Find all lines in the listing that include the word "FeatureLayer", then copy them.

> **Study material**
--- START ---
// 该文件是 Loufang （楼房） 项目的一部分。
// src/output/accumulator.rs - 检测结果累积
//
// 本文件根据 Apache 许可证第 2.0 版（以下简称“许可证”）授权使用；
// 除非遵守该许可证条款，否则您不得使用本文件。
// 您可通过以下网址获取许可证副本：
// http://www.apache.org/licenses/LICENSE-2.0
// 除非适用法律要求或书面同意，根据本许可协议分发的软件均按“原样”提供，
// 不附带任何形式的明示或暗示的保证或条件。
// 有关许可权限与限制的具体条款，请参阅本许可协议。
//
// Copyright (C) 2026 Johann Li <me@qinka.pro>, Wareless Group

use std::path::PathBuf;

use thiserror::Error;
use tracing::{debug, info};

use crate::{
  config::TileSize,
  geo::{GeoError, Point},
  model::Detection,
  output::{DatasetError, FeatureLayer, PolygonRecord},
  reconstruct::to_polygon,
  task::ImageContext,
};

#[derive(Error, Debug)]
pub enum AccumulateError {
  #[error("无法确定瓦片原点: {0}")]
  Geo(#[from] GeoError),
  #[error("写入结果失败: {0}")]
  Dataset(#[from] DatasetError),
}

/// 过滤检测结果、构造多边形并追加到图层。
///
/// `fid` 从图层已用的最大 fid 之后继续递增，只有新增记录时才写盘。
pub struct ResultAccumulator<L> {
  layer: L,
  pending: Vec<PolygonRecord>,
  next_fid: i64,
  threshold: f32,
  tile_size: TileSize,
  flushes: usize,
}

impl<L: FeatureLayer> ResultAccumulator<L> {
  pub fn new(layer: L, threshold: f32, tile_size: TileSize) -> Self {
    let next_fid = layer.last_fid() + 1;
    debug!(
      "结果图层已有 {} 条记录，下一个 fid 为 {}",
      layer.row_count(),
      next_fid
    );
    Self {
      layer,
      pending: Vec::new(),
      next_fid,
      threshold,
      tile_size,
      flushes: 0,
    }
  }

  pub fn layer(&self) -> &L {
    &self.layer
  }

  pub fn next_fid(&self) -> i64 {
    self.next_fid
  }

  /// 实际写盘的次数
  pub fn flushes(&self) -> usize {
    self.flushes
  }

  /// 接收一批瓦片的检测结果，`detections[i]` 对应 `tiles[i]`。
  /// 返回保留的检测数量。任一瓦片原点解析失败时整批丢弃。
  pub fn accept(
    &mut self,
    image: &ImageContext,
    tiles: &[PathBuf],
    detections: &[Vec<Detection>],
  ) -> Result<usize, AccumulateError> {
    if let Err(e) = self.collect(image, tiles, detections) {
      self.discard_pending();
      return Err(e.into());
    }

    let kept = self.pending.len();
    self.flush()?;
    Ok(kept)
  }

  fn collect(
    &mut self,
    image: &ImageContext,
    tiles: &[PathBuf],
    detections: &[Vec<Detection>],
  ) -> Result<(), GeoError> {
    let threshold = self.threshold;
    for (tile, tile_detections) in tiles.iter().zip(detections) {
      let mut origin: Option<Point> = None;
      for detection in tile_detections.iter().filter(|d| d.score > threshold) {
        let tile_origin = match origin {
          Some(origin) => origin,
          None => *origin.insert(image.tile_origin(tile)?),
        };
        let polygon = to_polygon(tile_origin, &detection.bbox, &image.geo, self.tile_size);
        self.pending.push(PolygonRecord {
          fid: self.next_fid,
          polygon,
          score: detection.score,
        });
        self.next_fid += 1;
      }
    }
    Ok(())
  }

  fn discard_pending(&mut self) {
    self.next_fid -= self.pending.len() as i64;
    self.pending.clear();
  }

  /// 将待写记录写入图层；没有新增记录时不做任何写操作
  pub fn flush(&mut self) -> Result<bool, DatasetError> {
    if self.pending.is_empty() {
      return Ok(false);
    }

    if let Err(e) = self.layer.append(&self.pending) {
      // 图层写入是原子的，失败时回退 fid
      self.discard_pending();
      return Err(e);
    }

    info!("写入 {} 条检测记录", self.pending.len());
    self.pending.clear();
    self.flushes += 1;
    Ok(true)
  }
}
--- END ---
> **Answer for this exercise**
  output::{DatasetError, FeatureLayer, PolygonRecord},
impl<L: FeatureLayer> ResultAccumulator<L> {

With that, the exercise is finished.